Orhan Pamuk’s acclaimed 2008 novel The Museum of Innocence, which was brought into real life through its museum that has welcomed thousands of visitors, now arrives on screen. The nine-episode Netflix series, bearing the same title as the novel, will be available to watch on February 13.
Directed by Zeynep Günay, written by Ertan Kurtulan, and produced by Ay Yapım, the series stars Selahattin Paşalı and Eylül Lize Kandemir in the leading roles. Accompanied by an ensemble cast including Oya Unustası, Tilbe Saran, Bülent Emin Yarar, Gülçin Kültür Şahin, and Ercan Kesal, the production sets out to retell the fragile, passionate, and obsessive love that begins in 1970s Istanbul.
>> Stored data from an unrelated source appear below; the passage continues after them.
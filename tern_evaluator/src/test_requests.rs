//! Small request types shared by the unit tests.

use fxhash::FxHashMap;
use std::cell::RefCell;

use crate::{
    dependencies::{DependencyCollector, EntityId},
    error::CyclicalRequestError,
    evaluator::{EvalContext, Evaluator, EvaluatorOptions},
    loc::FileId,
    registry::{RequestFunction, RequestFunctions},
    request::{RequestFlags, RequestKind, SimpleRequest},
    type_id::{RequestTypeId, Zone},
};

thread_local! {
    static CALLS: RefCell<FxHashMap<&'static str, usize>> = RefCell::default();
    static EXTERNAL_STORE: RefCell<FxHashMap<u32, u32>> = RefCell::default();
}

/// Counts a run of the computation of `name`.
pub fn called(name: &'static str) {
    CALLS.with(|calls| *calls.borrow_mut().entry(name).or_default() += 1);
}

/// How many times the computation of `name` ran on this thread.
pub fn calls(name: &str) -> usize {
    CALLS.with(|calls| calls.borrow().get(name).copied().unwrap_or(0))
}

pub fn external_store_len() -> usize {
    EXTERNAL_STORE.with(|store| store.borrow().len())
}

macro_rules! kind {
    ($kind:ident, $alias:ident, $id:expr, $inputs:ty => $output:ty, $flags:expr) => {
        pub enum $kind {}

        pub type $alias = SimpleRequest<$kind>;

        impl RequestKind for $kind {
            type Inputs = $inputs;
            type Output = $output;

            const ID: RequestTypeId = RequestTypeId::new(Zone::Testing, $id);
            const NAME: &'static str = stringify!($alias);
            const FLAGS: RequestFlags = $flags;
        }
    };
}

kind!(SumKind, Sum, 0, (i64, i64) => i64, RequestFlags::CACHED);
kind!(ProductKind, Product, 1, (i64, i64) => i64, RequestFlags::CACHED);

pub type Parity = Result<bool, CyclicalRequestError>;

kind!(EvenKind, Even, 2, (u32,) => Parity, RequestFlags::CACHED);
kind!(OddKind, Odd, 3, (u32,) => Parity, RequestFlags::CACHED);

kind!(TotalKind, Total, 7, (Vec<String>,) => usize, RequestFlags::UNCACHED);
kind!(UnregisteredKind, Unregistered, 10, () => (), RequestFlags::UNCACHED);

/// Looks a top-level name up; the result is the length of the name.
pub enum LookupKind {}

pub type Lookup = SimpleRequest<LookupKind>;

impl RequestKind for LookupKind {
    type Inputs = (String,);
    type Output = usize;

    const ID: RequestTypeId = RequestTypeId::new(Zone::Testing, 4);
    const NAME: &'static str = "Lookup";
    const FLAGS: RequestFlags = RequestFlags::CACHED.union(RequestFlags::DEPENDENCY_SINK);

    fn write_dependency_sink(
        request: &SimpleRequest<Self>,
        collector: &mut DependencyCollector<'_>,
        _output: &usize,
    ) {
        collector.add_top_level_name(request.inputs().0.as_str());
    }
}

/// Looks a member of an entity up, recording both the member and that any
/// other member could matter.
pub enum MemberKind {}

pub type Member = SimpleRequest<MemberKind>;

impl RequestKind for MemberKind {
    type Inputs = (EntityId, String);
    type Output = usize;

    const ID: RequestTypeId = RequestTypeId::new(Zone::Testing, 5);
    const NAME: &'static str = "Member";
    const FLAGS: RequestFlags = RequestFlags::CACHED.union(RequestFlags::DEPENDENCY_SINK);

    fn write_dependency_sink(
        request: &SimpleRequest<Self>,
        collector: &mut DependencyCollector<'_>,
        _output: &usize,
    ) {
        let (subject, name) = request.inputs();
        collector.add_used_member(*subject, name.as_str());
        collector.add_potential_member(*subject);
    }
}

/// Checks a file by looking up each of its names.
pub enum CheckFileKind {}

pub type CheckFile = SimpleRequest<CheckFileKind>;

impl RequestKind for CheckFileKind {
    type Inputs = (FileId, Vec<String>);
    type Output = usize;

    const ID: RequestTypeId = RequestTypeId::new(Zone::Testing, 6);
    const NAME: &'static str = "CheckFile";
    const FLAGS: RequestFlags = RequestFlags::CACHED.union(RequestFlags::DEPENDENCY_SOURCE);

    fn read_dependency_source(request: &SimpleRequest<Self>) -> Option<FileId> {
        Some(request.inputs().0)
    }
}

/// Doubles its input, remembering results outside the evaluator.
pub enum ExternalKind {}

pub type External = SimpleRequest<ExternalKind>;

impl RequestKind for ExternalKind {
    type Inputs = (u32,);
    type Output = u32;

    const ID: RequestTypeId = RequestTypeId::new(Zone::Testing, 8);
    const NAME: &'static str = "External";
    const FLAGS: RequestFlags = RequestFlags::SEPARATELY_CACHED;

    fn cached_result(request: &SimpleRequest<Self>) -> Option<u32> {
        EXTERNAL_STORE.with(|store| store.borrow().get(&request.inputs().0).copied())
    }

    fn cache_result(request: &SimpleRequest<Self>, output: u32) {
        EXTERNAL_STORE.with(|store| store.borrow_mut().insert(request.inputs().0, output));
    }
}

/// Only cached for even inputs.
pub enum SometimesKind {}

pub type Sometimes = SimpleRequest<SometimesKind>;

impl RequestKind for SometimesKind {
    type Inputs = (u32,);
    type Output = u32;

    const ID: RequestTypeId = RequestTypeId::new(Zone::Testing, 9);
    const NAME: &'static str = "Sometimes";
    const FLAGS: RequestFlags = RequestFlags::CACHED;

    fn is_cached(request: &SimpleRequest<Self>) -> bool {
        request.inputs().0 % 2 == 0
    }
}

pub fn sum(request: &Sum, _cx: &mut EvalContext<'_>) -> i64 {
    called("Sum");
    let (a, b) = *request.inputs();
    a + b
}

/// Multiplication by repeated addition, so products evaluate sums.
pub fn product(request: &Product, cx: &mut EvalContext<'_>) -> i64 {
    called("Product");
    let (a, b) = *request.inputs();
    (0..b).fold(0, |acc, _| cx.evaluate_or_default(&Sum::new((acc, a)), 0))
}

pub fn even(request: &Even, cx: &mut EvalContext<'_>) -> Parity {
    called("Even");
    match request.inputs().0 {
        0 => Ok(true),
        n => cx.evaluate(&Odd::new((n - 1,)))?,
    }
}

pub fn odd(request: &Odd, cx: &mut EvalContext<'_>) -> Parity {
    called("Odd");
    match request.inputs().0 {
        0 => Ok(false),
        n => cx.evaluate(&Even::new((n - 1,)))?,
    }
}

/// `Even(0)` asks for `Odd(0)`.
pub fn buggy_even(request: &Even, cx: &mut EvalContext<'_>) -> Parity {
    called("Even");
    let n = request.inputs().0;
    cx.evaluate(&Odd::new((n.saturating_sub(1),)))?
}

/// `Odd(0)` asks for `Even(0)`.
pub fn buggy_odd(request: &Odd, cx: &mut EvalContext<'_>) -> Parity {
    called("Odd");
    let n = request.inputs().0;
    cx.evaluate(&Even::new((n.saturating_sub(1),)))?
}

pub fn lookup(request: &Lookup, _cx: &mut EvalContext<'_>) -> usize {
    called("Lookup");
    request.inputs().0.len()
}

pub fn member(request: &Member, _cx: &mut EvalContext<'_>) -> usize {
    called("Member");
    request.inputs().1.len()
}

pub fn check_file(request: &CheckFile, cx: &mut EvalContext<'_>) -> usize {
    called("CheckFile");
    request
        .inputs()
        .1
        .iter()
        .map(|name| cx.evaluate_or_default(&Lookup::new((name.clone(),)), 0))
        .sum()
}

pub fn total(request: &Total, cx: &mut EvalContext<'_>) -> usize {
    called("Total");
    request
        .inputs()
        .0
        .iter()
        .map(|name| cx.evaluate_or_default(&Lookup::new((name.clone(),)), 0))
        .sum()
}

pub fn external(request: &External, _cx: &mut EvalContext<'_>) -> u32 {
    called("External");
    request.inputs().0 * 2
}

pub fn sometimes(request: &Sometimes, _cx: &mut EvalContext<'_>) -> u32 {
    called("Sometimes");
    request.inputs().0 + 1
}

/// The `Testing` zone, with the given computations for `Even` and `Odd`.
pub fn testing_functions(
    even: RequestFunction<Even>,
    odd: RequestFunction<Odd>,
) -> RequestFunctions {
    RequestFunctions::new(Zone::Testing)
        .register::<Sum>(sum)
        .register::<Product>(product)
        .register::<Even>(even)
        .register::<Odd>(odd)
        .register::<Lookup>(lookup)
        .register::<Member>(member)
        .register::<CheckFile>(check_file)
        .register::<Total>(total)
        .register::<External>(external)
        .register::<Sometimes>(sometimes)
}

pub fn evaluator_with(options: EvaluatorOptions) -> Evaluator {
    CALLS.with(|calls| calls.borrow_mut().clear());
    EXTERNAL_STORE.with(|store| store.borrow_mut().clear());

    let mut evaluator = Evaluator::with_options(options);
    evaluator.register_request_functions(testing_functions(even, odd));
    evaluator
}

pub fn evaluator() -> Evaluator {
    evaluator_with(EvaluatorOptions::default())
}

pub fn names(names: &[&str]) -> Vec<String> {
    names.iter().map(|name| name.to_string()).collect()
}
A Memory That Began with a Novel
The Museum of Innocence was published in 2008 by İletişim Publishing. Written by Pamuk after a decade-long process and dedicated to his daughter Rüya Pamuk, the novel centers on the love story between Kemal, the son of the wealthy Basmacı family, and Füsun, the daughter of their poorer relatives, the Keskin family—a relationship that gradually turns into an obsession. Constructing powerful emotions out of the small details of everyday life, the narrative is not only a love story but also a kind of memory chest inscribed with Istanbul’s social history from the 1950s to the 2000s. Newspapers, television programs, domestic rituals, colognes, earrings, and cigarette butts appear in the novel as objects of lost time.
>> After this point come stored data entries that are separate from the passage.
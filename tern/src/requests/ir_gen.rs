use std::fmt::Write;

use tern_evaluator::{
    EvalContext, RequestFlags, RequestFunctions, RequestKind, RequestTypeId, SimpleRequest, Zone,
};

use super::{
    parse::ParseModule,
    type_check::{CheckModule, ValueOfDecl},
};
use crate::source::SourceFileRef;

/// LLVM-style textual IR for a file, with one global per declaration.
///
/// Never cached: the text is only wanted once, at the very end.
pub enum EmitIrKind {}

pub type EmitIr = SimpleRequest<EmitIrKind>;

impl RequestKind for EmitIrKind {
    type Inputs = (SourceFileRef,);
    type Output = Option<String>;

    const ID: RequestTypeId = RequestTypeId::new(Zone::IrGen, 0);
    const NAME: &'static str = "EmitIr";
    const FLAGS: RequestFlags = RequestFlags::UNCACHED;
}

fn emit_ir(request: &EmitIr, cx: &mut EvalContext<'_>) -> Option<String> {
    let (source,) = request.inputs();

    let (ok, module) = cx.evaluate_all((
        &CheckModule::new((source.clone(),)),
        &ParseModule::new((source.clone(),)),
    ));

    let module = match (ok, module) {
        (Ok(true), Ok(Some(module))) => module,
        _ => return None,
    };

    let mut res = format!("; ModuleID = '{}'\n", source.name());

    for decl in &module.declarations {
        let value = cx.evaluate_or_default(&ValueOfDecl::new((decl.clone(),)), None)?;
        // Writing to a `String` cannot fail
        let _ = writeln!(res, "@{} = global i64 {}", decl.name, value);
    }

    Some(res)
}

pub fn functions() -> RequestFunctions {
    RequestFunctions::new(Zone::IrGen).register::<EmitIr>(emit_ir)
}
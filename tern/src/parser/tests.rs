use tern_evaluator::Span;

use super::{
    ast::{BinaryOperator, ExpressionKind, Module},
    parse, Expected, ParseError, Parser,
};
use crate::{
    lexer::{lex, token::Symbol},
    source::SourceFiles,
};

/// Lexes a source stream
/// and creates a parser using the resulting tokens.
macro_rules! parser {
    ($src:expr) => {{
        let source = SourceFiles::new().add("test.tern", $src);
        let tokens = lex(source.text()).expect("Expected a successful lex");
        Parser::new(tokens, source)
    }};
}

fn parse_str(src: &str) -> Result<Module, ParseError> {
    let source = SourceFiles::new().add("test.tern", src);
    let tokens = lex(source.text()).expect("Expected a successful lex");
    parse(tokens, &source)
}

/// Renders the value of the only declaration with explicit parentheses.
fn value_of(src: &str) -> String {
    let module = parse_str(src).expect("Expected a successful parse");
    assert_eq!(module.declarations.len(), 1);
    module.declarations[0].value.to_string()
}

#[test]
fn eat_symbol() {
    let mut parser = parser!("=");

    assert!(parser.eat(Expected::Symbol(Symbol::Semicolon)).is_none());
    // Shouldn't have eaten our token
    assert_eq!(parser.tokens.len(), 1);
    assert!(parser.eat(Expected::Symbol(Symbol::Equals)).is_some());
    assert_eq!(parser.tokens.len(), 0);
    assert!(parser.eat(Expected::Symbol(Symbol::Equals)).is_none());
}

#[test]
fn let_is_not_an_identifier() {
    let mut parser = parser!("let");

    assert!(!parser.check_next(Expected::Ident));
    assert!(parser.check_next(Expected::Let));
}

#[test]
fn unexpected_token_lists_what_was_expected() {
    let mut parser = parser!("let x + 1;");

    parser.bump();
    parser.bump();
    parser.check_next(Expected::Symbol(Symbol::Equals));
    let err = parser.unexpected();

    assert!(matches!(err, ParseError::UnexpectedToken { span, .. } if span == Span::new(6, 1)));
    assert_eq!(err.to_string(), "unexpected token `+`");
    assert_eq!(err.expected_note().as_deref(), Some("expected `=`"));
    // Should be cleared by `unexpected`
    assert!(parser.expected_items.is_empty());
}

#[test]
fn unexpected_eof_points_at_the_last_character() {
    let err = parse_str("let x = 1").expect_err("Expected a failed parse");

    assert!(matches!(err, ParseError::UnexpectedEof { .. }));
    assert_eq!(err.span(), Span::new(8, 1));
    assert_eq!(err.expected_note().as_deref(), Some("expected an operator, `;`"));
}

#[test]
fn missing_expression() {
    let err = parse_str("let x = ;").expect_err("Expected a failed parse");

    assert_eq!(err.to_string(), "unexpected token `;`");
    assert_eq!(err.expected_note().as_deref(), Some("expected an expression"));
}

#[test]
fn empty_module() {
    let module = parse_str("// nothing here\n").expect("Expected a successful parse");
    assert!(module.declarations.is_empty());
}

#[test]
fn declarations() {
    let module = parse_str("let a = 1;\nlet b = a;").expect("Expected a successful parse");
    let names: Vec<_> = module.declarations.iter().map(|decl| &*decl.name).collect();

    assert_eq!(names, ["a", "b"]);
    assert_eq!(module.declarations[1].name_span, Span::new(15, 1));
    assert_eq!(module.declarations[1].span, Span::new(11, 10));
    assert_eq!(module.find("b"), Some(&module.declarations[1]));
    assert!(module.find("c").is_none());
}

#[test]
fn precedence() {
    assert_eq!(value_of("let x = 1 + 2 * 3;"), "(1 + (2 * 3))");
    assert_eq!(value_of("let x = (1 + 2) * 3;"), "((1 + 2) * 3)");
    assert_eq!(value_of("let x = 1 - 2 - 3;"), "((1 - 2) - 3)");
    assert_eq!(value_of("let x = -a * b;"), "((-a) * b)");
    assert_eq!(value_of("let x = - -1;"), "(-(-1))");
}

#[test]
fn parenthesized_expressions_cover_their_parentheses() {
    let module = parse_str("let x = (1 + 2);").expect("Expected a successful parse");
    let value = &module.declarations[0].value;

    assert_eq!(value.span, Span::new(8, 7));
    assert!(matches!(
        value.kind,
        ExpressionKind::BinaryOperation(_, BinaryOperator::Add, _)
    ));
}

#[test]
fn declarations_are_distinct_by_address() {
    let module = parse_str("let a = 1;\nlet a = 1;").expect("Expected a successful parse");
    assert_ne!(module.declarations[0], module.declarations[1]);
    assert_eq!(module.declarations[0], module.declarations[0].clone());
}
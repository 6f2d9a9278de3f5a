use std::rc::Rc;

use tern_evaluator::{
    EvalContext, RequestFlags, RequestFunctions, RequestKind, RequestTypeId, SimpleRequest,
    SourceLoc, Zone,
};
use tern_log::*;

use crate::{
    lexer::{lex, LexError},
    parser::{ast::Module, parse},
    source::SourceFileRef,
};

/// Lexes and parses a source file. Yields `None` if the file has errors,
/// which have already been reported.
pub enum ParseModuleKind {}

pub type ParseModule = SimpleRequest<ParseModuleKind>;

impl RequestKind for ParseModuleKind {
    type Inputs = (SourceFileRef,);
    type Output = Option<Rc<Module>>;

    const ID: RequestTypeId = RequestTypeId::new(Zone::Parse, 0);
    const NAME: &'static str = "ParseModule";
    const FLAGS: RequestFlags = RequestFlags::CACHED;
}

fn parse_module(request: &ParseModule, cx: &mut EvalContext<'_>) -> Option<Rc<Module>> {
    let (source,) = request.inputs();
    trace!("parsing {}", source.name());

    let tokens = match lex(source.text()) {
        Ok(tokens) => tokens,

        Err(err) => {
            let diags = cx.diagnostics_mut();
            diags.error(Some(SourceLoc::new(source.id(), err.span())), &err);

            if let LexError::CouldntParseInt(_, _, parse_err) = &err {
                diags.note(None, format!("str::parse says: {}", parse_err));
            }

            return None;
        },
    };

    match parse(tokens, source) {
        Ok(module) => Some(Rc::new(module)),

        Err(err) => {
            let diags = cx.diagnostics_mut();
            diags.error(Some(SourceLoc::new(source.id(), err.span())), &err);

            if let Some(note) = err.expected_note() {
                diags.note(None, note);
            }

            None
        },
    }
}

pub fn functions() -> RequestFunctions {
    RequestFunctions::new(Zone::Parse).register::<ParseModule>(parse_module)
}
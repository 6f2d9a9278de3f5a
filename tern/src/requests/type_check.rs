use tern_evaluator::{
    EvalContext, FileId, RequestFlags, RequestFunctions, RequestKind, RequestTypeId,
    SimpleRequest, SourceLoc, Span, Zone,
};
use tern_log::*;

use super::{name_lookup::LookupTopLevel, parse::ParseModule};
use crate::{
    parser::ast::{BinaryOperator, DeclRef, Expression, ExpressionKind, UnaryOperator},
    source::SourceFileRef,
};

/// The constant value of a declaration, or `None` if it has none.
pub enum ValueOfDeclKind {}

pub type ValueOfDecl = SimpleRequest<ValueOfDeclKind>;

impl RequestKind for ValueOfDeclKind {
    type Inputs = (DeclRef,);
    type Output = Option<i64>;

    const ID: RequestTypeId = RequestTypeId::new(Zone::TypeChecker, 0);
    const NAME: &'static str = "ValueOfDecl";
    const FLAGS: RequestFlags = RequestFlags::CACHED;

    fn cycle_message(request: &ValueOfDecl) -> String {
        format!("the value of `{}` depends on itself", request.inputs().0.name)
    }

    fn cycle_step_message(request: &ValueOfDecl) -> String {
        format!("which needs the value of `{}`", request.inputs().0.name)
    }
}

fn value_of_decl(request: &ValueOfDecl, cx: &mut EvalContext<'_>) -> Option<i64> {
    let (decl,) = request.inputs();
    trace!("folding `{}`", decl.name);
    fold(&decl.value, decl, cx)
}

fn fold(expr: &Expression, decl: &DeclRef, cx: &mut EvalContext<'_>) -> Option<i64> {
    let loc = |span: Span| Some(SourceLoc::new(decl.source.id(), span));

    let res = match &expr.kind {
        ExpressionKind::Integer(value) => return Some(*value),

        ExpressionKind::Identifier(name) => {
            let lookup = LookupTopLevel::new((decl.source.clone(), name.clone()));

            return match cx.evaluate_or_default(&lookup, None) {
                // A cycle has already been diagnosed
                Some(target) => cx.evaluate_or_default(&ValueOfDecl::new((target,)), None),

                None => {
                    let message = format!("cannot find `{}` in this file", name);
                    cx.diagnostics_mut().error(loc(expr.span), message);
                    None
                },
            };
        },

        ExpressionKind::UnaryOperation(UnaryOperator::Negative, operand) => {
            fold(operand, decl, cx)?.checked_neg()
        },

        ExpressionKind::BinaryOperation(lhs, op, rhs) => {
            // Fold both sides so both get their errors reported
            let (lhs, rhs) = (fold(lhs, decl, cx), fold(rhs, decl, cx));
            let (lhs, rhs) = (lhs?, rhs?);

            match op {
                BinaryOperator::Add => lhs.checked_add(rhs),
                BinaryOperator::Subtract => lhs.checked_sub(rhs),
                BinaryOperator::Multiply => lhs.checked_mul(rhs),
            }
        },
    };

    if res.is_none() {
        cx.diagnostics_mut()
            .error(loc(expr.span), "this arithmetic operation overflows");
    }

    res
}

/// Folds every declaration of a file. Yields whether the file is free of
/// errors.
pub enum CheckModuleKind {}

pub type CheckModule = SimpleRequest<CheckModuleKind>;

impl RequestKind for CheckModuleKind {
    type Inputs = (SourceFileRef,);
    type Output = bool;

    const ID: RequestTypeId = RequestTypeId::new(Zone::TypeChecker, 1);
    const NAME: &'static str = "CheckModule";
    const FLAGS: RequestFlags = RequestFlags::CACHED.union(RequestFlags::DEPENDENCY_SOURCE);

    fn read_dependency_source(request: &CheckModule) -> Option<FileId> {
        Some(request.inputs().0.id())
    }
}

fn check_module(request: &CheckModule, cx: &mut EvalContext<'_>) -> bool {
    let (source,) = request.inputs();
    debug!("checking {}", source.name());

    let module = match cx.evaluate_or_default(&ParseModule::new((source.clone(),)), None) {
        Some(module) => module,
        None => return false,
    };

    let mut ok = true;

    for decl in &module.declarations {
        if let Some(first) = module.find(&decl.name).filter(|first| *first != decl) {
            let diags = cx.diagnostics_mut();
            diags.error(
                Some(SourceLoc::new(source.id(), decl.name_span)),
                format!("`{}` is declared more than once", decl.name),
            );
            diags.note(
                Some(SourceLoc::new(source.id(), first.span)),
                "first declared here",
            );

            ok = false;
            continue;
        }

        if cx
            .evaluate_or_default(&ValueOfDecl::new((decl.clone(),)), None)
            .is_none()
        {
            ok = false;
        }
    }

    ok
}

pub fn functions() -> RequestFunctions {
    RequestFunctions::new(Zone::TypeChecker)
        .register::<ValueOfDecl>(value_of_decl)
        .register::<CheckModule>(check_module)
}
Breaking sales records upon its release, entering The New York Times’ list of “Best Books of 2009,” and translated into more than 60 languages, the novel also extended the profound relationship Pamuk formed with this story into a museum bearing the same name.

From Novel to Museum
While writing the novel, Pamuk simultaneously began translating the idea of Kemal collecting Füsun’s belongings into real life. From the early 1990s onward, he visited Istanbul’s antique shops, flea markets, and old houses, gathering objects that belonged to the world of the novel. In 2012, The Museum of Innocence opened its doors in Çukurcuma, housed in a three-story historic building dating back to 1897.
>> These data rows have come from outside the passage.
use fxhash::FxHashMap;
use std::{fmt, time::Duration};

use crate::type_id::RequestTypeId;

/// How often one request type was computed, and how long that took.
#[derive(Clone, Debug, Eq, PartialEq)]
pub struct RequestTypeStatistics {
    pub id: RequestTypeId,
    pub name: &'static str,
    /// Computations that were not served from a cache.
    pub evaluations: u64,
    /// Time spent computing, including sub-requests.
    pub total_time: Duration,
}

impl fmt::Display for RequestTypeStatistics {
    fn fmt(&self, f: &mut fmt::Formatter<'_>) -> fmt::Result {
        let total_time = format!("{:.3?}", self.total_time);
        write!(
            f,
            "{:<24} {:>8} {:>12}",
            self.name, self.evaluations, total_time
        )
    }
}

#[derive(Default)]
pub(crate) struct RequestStatistics {
    by_type: FxHashMap<RequestTypeId, RequestTypeStatistics>,
}

impl RequestStatistics {
    pub(crate) fn record(&mut self, id: RequestTypeId, name: &'static str, elapsed: Duration) {
        let entry = self.by_type.entry(id).or_insert(RequestTypeStatistics {
            id,
            name,
            evaluations: 0,
            total_time: Duration::ZERO,
        });

        entry.evaluations += 1;
        entry.total_time += elapsed;
    }

    /// Every request type that was computed at least once, ordered by id.
    pub(crate) fn snapshot(&self) -> Vec<RequestTypeStatistics> {
        let mut stats: Vec<_> = self.by_type.values().cloned().collect();
        stats.sort_by_key(|stats| stats.id);
        stats
    }
}

#[cfg(test)]
mod tests {
    use super::*;
    use crate::type_id::Zone;

    #[test]
    fn accumulates_per_type() {
        let sum = RequestTypeId::new(Zone::Testing, 0);
        let parse = RequestTypeId::new(Zone::Parse, 3);
        let mut stats = RequestStatistics::default();

        stats.record(sum, "Sum", Duration::from_millis(2));
        stats.record(parse, "Parse", Duration::from_millis(1));
        stats.record(sum, "Sum", Duration::from_millis(3));

        let snapshot = stats.snapshot();
        assert_eq!(snapshot.len(), 2);
        assert_eq!(snapshot[0].name, "Parse");
        assert_eq!(snapshot[1].evaluations, 2);
        assert_eq!(snapshot[1].total_time, Duration::from_millis(5));
    }
}
use annotate_snippets::{
    display_list::{DisplayList, FormatOptions},
    snippet::{Annotation, AnnotationType, Slice, Snippet, SourceAnnotation},
};
use tern_evaluator::{FileId, Level, SourceLoc};

use super::DiagnosticsContext;

fn annotation_type(level: Level) -> AnnotationType {
    match level {
        Level::Error => AnnotationType::Error,
        Level::Warning => AnnotationType::Warning,
        Level::Note => AnnotationType::Note,
    }
}

struct Label {
    contents: Option<String>,
    level: Level,
    loc: SourceLoc,
}

impl<'label> From<&'label Label> for SourceAnnotation<'label> {
    fn from(label: &'label Label) -> Self {
        SourceAnnotation {
            label: label.contents.as_deref().unwrap_or(""),
            range: (label.loc.span.start, label.loc.span.end()),
            annotation_type: annotation_type(label.level),
        }
    }
}

struct Footer {
    contents: String,
    level: Level,
}

impl<'footer> From<&'footer Footer> for Annotation<'footer> {
    fn from(footer: &'footer Footer) -> Self {
        Annotation {
            label: Some(&footer.contents),
            id: None,
            annotation_type: annotation_type(footer.level),
        }
    }
}

#[must_use = "must emit the diagnostic for it to be seen"]
pub struct DiagnosticBuilder<'ctx, 'files> {
    title: String,
    level: Level,
    labels: Vec<Label>,
    footers: Vec<Footer>,
    context: &'ctx DiagnosticsContext<'files>,
}

impl<'ctx, 'files> DiagnosticBuilder<'ctx, 'files> {
    pub(super) fn new(
        title: String,
        level: Level,
        context: &'ctx DiagnosticsContext<'files>,
    ) -> Self {
        Self {
            title,
            level,
            labels: Vec::new(),
            footers: Vec::new(),
            context,
        }
    }

    /// Add a label to a highlighted location with the `Level::Note` level.
    pub fn note_label(self, loc: SourceLoc, message: impl ToString) -> Self {
        self.label(loc, Level::Note, Some(message.to_string()))
    }

    /// Highlight the given location with the current error level and no
    /// label.
    pub fn with_loc(self, loc: SourceLoc) -> Self {
        let level = self.level;
        self.label(loc, level, None)
    }

    /// Labels that cannot be drawn under the source become footers, so a
    /// file with no text or an empty span still gets its message shown.
    fn label(mut self, loc: SourceLoc, level: Level, contents: Option<String>) -> Self {
        if loc.span.is_empty() || self.context.file(loc.file).is_none() {
            let origin = self.context.origin(loc.file);

            self.footers.push(Footer {
                contents: match contents {
                    Some(contents) => format!("{} (in {})", contents, origin),
                    None => format!("in {}", origin),
                },
                level,
            });
        } else {
            self.labels.push(Label {
                contents,
                level,
                loc,
            });
        }

        self
    }

    /// Adds a `note: ...` footer.
    pub fn note(mut self, message: impl ToString) -> Self {
        self.footers.push(Footer {
            contents: message.to_string(),
            level: Level::Note,
        });
        self
    }

    /// Files with labels in them, in the order they were first labelled.
    fn labelled_files(&self) -> Vec<FileId> {
        let mut files = Vec::new();

        for label in &self.labels {
            if !files.contains(&label.loc.file) {
                files.push(label.loc.file);
            }
        }

        files
    }

    pub fn render(&self, color: bool) -> String {
        let slices = self
            .labelled_files()
            .into_iter()
            .filter_map(|id| self.context.file(id))
            .map(|file| Slice {
                source: file.text(),
                line_start: 1,
                origin: Some(file.name()),
                fold: true,
                annotations: self
                    .labels
                    .iter()
                    .filter(|label| label.loc.file == file.id())
                    .map(SourceAnnotation::from)
                    .collect(),
            })
            .collect();

        let snippet = Snippet {
            title: Some(Annotation {
                label: Some(&self.title),
                id: None,
                annotation_type: annotation_type(self.level),
            }),

            footer: self.footers.iter().map(Annotation::from).collect(),
            slices,

            opt: FormatOptions {
                color,
                ..Default::default()
            },
        };

        DisplayList::from(snippet).to_string()
    }

    pub fn emit(self) {
        eprintln!("{}", self.render(true));
    }
}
The building, whose transformation was undertaken by architects İhsan Bilgin, Cem Yücel, and Gregor Sunder-Plassmann, now draws visitors step by step into the world of the novel. While the ground floor offers an invitation into the narrative, the upper floors present, in glass vitrines, the silent witnesses to Kemal’s love for Füsun—cigarette butts, yellow shoes, earrings, dresses, and hundreds of small objects from everyday life.
A New Memory on Screen
Following this layered literary and spatial memory, The Museum of Innocence now meets audiences through its nine-episode screen adaptation. The Netflix series retells the story of Kemal and Füsun through the lens of the camera, breathing new life into 1970s Istanbul.